╔══

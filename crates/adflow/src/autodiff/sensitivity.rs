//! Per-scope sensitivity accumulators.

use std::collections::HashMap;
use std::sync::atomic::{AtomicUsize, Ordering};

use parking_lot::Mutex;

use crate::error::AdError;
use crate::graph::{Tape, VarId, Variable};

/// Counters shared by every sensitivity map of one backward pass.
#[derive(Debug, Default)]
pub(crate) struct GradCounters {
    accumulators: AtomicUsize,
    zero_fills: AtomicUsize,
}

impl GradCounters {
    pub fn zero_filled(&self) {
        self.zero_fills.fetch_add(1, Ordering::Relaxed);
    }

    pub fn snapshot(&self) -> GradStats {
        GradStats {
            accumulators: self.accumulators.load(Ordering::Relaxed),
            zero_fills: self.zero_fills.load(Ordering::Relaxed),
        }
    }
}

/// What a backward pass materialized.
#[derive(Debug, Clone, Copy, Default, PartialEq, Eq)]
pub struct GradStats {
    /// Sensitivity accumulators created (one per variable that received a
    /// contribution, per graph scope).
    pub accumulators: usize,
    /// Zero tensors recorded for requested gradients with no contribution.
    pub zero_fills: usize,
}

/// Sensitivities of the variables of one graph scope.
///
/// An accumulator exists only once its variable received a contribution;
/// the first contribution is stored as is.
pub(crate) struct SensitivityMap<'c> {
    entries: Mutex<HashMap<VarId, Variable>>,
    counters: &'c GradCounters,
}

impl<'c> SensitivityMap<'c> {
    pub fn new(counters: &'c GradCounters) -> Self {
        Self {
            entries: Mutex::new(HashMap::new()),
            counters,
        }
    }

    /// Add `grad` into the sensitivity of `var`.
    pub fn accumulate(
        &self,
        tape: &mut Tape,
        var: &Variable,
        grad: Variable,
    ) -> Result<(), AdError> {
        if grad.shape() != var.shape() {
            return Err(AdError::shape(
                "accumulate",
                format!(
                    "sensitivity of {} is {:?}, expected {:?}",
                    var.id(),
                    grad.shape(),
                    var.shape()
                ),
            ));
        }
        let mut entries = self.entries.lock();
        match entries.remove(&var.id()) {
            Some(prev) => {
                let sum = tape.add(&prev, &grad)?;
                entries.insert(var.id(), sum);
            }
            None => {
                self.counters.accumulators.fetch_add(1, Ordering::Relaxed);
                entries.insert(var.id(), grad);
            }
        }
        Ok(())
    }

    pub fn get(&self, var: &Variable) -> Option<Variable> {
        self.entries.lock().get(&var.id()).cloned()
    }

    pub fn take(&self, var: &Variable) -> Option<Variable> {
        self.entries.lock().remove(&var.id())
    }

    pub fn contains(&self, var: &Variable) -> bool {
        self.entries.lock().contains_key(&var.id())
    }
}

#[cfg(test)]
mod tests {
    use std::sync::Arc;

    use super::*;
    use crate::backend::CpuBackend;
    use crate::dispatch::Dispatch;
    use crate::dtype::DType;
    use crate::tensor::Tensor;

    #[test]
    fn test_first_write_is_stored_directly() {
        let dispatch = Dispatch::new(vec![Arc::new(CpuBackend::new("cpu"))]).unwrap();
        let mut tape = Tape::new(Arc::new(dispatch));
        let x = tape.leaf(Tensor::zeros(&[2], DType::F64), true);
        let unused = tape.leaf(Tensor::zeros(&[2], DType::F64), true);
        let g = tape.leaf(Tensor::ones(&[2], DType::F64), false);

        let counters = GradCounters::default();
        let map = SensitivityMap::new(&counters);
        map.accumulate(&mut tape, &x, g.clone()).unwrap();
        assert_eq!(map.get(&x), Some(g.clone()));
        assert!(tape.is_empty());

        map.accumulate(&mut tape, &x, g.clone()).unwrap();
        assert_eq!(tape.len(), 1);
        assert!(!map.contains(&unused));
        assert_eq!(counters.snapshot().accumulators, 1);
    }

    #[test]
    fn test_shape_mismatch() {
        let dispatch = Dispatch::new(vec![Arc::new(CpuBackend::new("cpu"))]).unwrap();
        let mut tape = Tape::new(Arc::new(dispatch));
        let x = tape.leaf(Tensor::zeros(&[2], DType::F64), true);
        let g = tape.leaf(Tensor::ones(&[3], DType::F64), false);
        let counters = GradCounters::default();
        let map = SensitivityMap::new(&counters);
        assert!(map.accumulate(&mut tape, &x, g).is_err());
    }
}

╚══
╔══

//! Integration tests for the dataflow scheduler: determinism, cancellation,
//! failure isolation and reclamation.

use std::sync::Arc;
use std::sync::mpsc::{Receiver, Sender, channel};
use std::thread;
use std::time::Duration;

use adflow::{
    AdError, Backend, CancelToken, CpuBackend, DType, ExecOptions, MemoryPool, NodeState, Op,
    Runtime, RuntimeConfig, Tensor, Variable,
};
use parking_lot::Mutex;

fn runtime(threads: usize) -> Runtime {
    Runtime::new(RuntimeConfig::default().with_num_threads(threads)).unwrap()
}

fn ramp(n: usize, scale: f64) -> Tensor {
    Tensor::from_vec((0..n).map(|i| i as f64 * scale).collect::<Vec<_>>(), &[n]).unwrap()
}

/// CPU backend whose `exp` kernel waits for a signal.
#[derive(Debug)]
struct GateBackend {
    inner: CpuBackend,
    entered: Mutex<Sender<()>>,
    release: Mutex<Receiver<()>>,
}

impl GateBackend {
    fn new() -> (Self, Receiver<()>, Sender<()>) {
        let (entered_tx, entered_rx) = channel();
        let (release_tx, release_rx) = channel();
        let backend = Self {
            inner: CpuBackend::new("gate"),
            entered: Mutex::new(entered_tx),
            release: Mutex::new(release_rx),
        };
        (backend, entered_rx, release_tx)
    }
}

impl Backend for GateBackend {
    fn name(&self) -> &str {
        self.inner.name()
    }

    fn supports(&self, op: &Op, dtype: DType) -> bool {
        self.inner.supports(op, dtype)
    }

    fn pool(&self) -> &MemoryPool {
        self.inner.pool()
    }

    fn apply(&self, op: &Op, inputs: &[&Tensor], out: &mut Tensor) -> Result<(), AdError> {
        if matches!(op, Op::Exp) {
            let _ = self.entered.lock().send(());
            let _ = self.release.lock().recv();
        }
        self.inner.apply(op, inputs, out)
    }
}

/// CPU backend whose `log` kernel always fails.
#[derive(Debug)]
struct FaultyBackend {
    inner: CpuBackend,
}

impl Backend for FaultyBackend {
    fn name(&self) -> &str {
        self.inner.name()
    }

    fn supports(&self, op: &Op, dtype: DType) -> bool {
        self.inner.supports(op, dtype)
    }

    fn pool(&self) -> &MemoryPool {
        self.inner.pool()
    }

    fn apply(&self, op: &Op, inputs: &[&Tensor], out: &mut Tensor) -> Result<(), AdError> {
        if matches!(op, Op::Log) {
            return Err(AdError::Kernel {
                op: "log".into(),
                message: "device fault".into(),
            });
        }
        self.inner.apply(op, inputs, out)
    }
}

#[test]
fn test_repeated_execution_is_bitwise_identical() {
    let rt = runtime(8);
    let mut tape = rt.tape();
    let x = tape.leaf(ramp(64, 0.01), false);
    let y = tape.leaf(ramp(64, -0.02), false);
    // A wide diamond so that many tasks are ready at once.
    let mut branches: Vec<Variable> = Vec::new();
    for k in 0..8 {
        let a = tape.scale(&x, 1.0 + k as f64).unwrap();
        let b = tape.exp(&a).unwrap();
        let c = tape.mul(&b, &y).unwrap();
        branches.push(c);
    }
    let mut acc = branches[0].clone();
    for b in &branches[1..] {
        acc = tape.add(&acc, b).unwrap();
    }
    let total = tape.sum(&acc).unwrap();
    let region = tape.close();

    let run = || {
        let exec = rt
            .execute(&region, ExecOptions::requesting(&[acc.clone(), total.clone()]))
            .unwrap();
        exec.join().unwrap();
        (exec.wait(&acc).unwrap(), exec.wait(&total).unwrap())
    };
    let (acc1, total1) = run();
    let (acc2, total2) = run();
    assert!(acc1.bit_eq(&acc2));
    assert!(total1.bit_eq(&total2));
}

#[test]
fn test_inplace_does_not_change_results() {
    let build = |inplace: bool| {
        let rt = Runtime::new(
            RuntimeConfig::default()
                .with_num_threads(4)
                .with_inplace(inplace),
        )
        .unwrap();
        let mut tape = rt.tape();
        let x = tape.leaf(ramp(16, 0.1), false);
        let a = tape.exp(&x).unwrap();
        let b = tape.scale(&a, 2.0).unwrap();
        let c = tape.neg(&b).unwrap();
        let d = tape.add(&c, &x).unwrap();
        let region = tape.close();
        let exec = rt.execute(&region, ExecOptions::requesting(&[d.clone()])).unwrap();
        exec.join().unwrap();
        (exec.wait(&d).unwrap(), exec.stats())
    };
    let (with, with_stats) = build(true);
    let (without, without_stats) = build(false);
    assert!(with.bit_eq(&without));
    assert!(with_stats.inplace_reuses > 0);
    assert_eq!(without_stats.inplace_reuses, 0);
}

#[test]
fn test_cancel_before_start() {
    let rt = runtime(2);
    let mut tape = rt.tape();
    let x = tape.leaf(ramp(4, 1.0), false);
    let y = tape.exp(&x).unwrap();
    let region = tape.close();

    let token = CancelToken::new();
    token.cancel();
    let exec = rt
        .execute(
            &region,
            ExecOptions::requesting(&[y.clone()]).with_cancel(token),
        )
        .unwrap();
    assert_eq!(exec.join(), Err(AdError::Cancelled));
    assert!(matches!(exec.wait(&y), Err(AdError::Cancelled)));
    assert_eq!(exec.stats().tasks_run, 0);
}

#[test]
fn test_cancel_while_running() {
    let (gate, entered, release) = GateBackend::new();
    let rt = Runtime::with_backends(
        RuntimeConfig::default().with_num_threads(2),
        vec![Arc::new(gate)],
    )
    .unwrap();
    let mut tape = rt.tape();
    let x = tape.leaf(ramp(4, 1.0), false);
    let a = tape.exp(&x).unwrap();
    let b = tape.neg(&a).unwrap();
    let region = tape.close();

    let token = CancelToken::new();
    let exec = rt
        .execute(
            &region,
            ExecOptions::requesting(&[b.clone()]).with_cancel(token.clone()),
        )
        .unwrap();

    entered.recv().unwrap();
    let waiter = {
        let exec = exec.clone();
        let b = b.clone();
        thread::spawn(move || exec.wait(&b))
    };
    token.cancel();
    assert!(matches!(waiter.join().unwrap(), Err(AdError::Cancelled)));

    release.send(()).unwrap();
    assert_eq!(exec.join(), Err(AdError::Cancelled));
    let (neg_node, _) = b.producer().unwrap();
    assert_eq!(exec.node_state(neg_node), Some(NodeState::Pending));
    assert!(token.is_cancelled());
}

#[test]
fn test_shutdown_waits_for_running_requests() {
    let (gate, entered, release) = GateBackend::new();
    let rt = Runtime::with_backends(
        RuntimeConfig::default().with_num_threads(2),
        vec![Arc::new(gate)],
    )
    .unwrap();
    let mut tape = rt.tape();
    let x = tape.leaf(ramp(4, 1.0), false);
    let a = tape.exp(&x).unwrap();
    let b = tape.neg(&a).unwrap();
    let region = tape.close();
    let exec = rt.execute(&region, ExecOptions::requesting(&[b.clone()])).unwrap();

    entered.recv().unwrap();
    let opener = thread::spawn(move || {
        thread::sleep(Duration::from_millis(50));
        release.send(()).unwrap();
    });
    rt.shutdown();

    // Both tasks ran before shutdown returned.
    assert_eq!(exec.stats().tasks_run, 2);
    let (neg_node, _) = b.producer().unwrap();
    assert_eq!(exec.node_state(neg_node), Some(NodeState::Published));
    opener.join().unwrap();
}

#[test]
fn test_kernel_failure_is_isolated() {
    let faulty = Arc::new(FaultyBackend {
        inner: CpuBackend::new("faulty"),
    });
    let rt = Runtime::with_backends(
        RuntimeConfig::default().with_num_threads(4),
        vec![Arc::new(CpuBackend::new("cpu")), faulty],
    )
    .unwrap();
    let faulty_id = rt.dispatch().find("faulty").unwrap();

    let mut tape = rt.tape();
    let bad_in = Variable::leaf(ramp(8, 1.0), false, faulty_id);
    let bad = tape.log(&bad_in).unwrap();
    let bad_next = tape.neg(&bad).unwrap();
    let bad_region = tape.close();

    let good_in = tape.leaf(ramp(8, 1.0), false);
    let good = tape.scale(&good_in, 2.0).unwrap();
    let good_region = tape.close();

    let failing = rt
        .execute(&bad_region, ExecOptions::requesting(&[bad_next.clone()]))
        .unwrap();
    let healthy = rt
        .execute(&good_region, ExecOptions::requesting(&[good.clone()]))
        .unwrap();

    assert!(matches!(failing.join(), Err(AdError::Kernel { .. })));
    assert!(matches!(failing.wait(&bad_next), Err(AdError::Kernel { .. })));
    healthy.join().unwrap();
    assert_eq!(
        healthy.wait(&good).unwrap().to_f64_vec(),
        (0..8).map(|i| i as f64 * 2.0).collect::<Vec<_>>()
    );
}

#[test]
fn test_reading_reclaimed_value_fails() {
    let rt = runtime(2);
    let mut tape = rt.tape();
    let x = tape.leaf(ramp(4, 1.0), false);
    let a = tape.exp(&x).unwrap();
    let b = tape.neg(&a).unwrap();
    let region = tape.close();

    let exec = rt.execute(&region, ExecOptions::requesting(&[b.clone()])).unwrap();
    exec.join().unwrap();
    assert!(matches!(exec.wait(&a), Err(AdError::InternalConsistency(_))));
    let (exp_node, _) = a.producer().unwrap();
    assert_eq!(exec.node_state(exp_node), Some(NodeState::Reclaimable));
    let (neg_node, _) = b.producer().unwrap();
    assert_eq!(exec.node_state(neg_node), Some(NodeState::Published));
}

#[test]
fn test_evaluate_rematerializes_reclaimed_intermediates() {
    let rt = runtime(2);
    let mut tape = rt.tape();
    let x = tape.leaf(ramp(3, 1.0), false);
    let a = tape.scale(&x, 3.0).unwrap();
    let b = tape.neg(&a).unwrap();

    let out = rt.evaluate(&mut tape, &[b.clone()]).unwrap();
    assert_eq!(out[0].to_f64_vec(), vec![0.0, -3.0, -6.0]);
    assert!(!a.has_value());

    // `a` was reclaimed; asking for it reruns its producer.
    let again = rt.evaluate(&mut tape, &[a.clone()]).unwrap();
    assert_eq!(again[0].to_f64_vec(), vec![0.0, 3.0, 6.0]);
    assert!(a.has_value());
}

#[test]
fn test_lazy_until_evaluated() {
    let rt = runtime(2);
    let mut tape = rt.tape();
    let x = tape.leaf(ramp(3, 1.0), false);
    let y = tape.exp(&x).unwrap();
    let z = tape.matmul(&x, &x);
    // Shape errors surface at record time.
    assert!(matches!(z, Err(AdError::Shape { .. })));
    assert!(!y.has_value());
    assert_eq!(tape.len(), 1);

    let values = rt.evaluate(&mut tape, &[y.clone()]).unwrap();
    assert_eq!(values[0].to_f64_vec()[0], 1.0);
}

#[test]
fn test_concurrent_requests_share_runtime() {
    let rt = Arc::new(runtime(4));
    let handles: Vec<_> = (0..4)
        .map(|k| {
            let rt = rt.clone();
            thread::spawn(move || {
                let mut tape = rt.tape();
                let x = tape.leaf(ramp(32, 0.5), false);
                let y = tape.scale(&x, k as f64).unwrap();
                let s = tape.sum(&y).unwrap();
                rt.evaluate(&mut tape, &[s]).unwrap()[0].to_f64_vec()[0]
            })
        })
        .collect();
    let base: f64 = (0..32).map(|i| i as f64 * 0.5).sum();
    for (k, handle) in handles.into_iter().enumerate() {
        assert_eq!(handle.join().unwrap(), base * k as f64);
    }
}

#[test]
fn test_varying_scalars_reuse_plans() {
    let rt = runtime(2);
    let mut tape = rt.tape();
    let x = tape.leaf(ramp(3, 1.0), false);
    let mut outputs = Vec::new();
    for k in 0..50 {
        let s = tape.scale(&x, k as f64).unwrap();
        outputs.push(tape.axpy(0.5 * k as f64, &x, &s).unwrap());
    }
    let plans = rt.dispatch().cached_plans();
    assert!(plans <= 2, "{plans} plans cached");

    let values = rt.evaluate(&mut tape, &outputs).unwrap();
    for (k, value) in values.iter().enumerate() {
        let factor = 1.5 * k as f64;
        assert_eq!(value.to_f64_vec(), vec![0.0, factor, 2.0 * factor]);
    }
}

╚══

__Problem__
Whenever a line in the entries holds the word "base", copy that line.

__Answer to this problem__
    let base: f64 = (0..32).map(|i| i as f64 * 0.5).sum();
        assert_eq!(handle.join().unwrap(), base * k as f64);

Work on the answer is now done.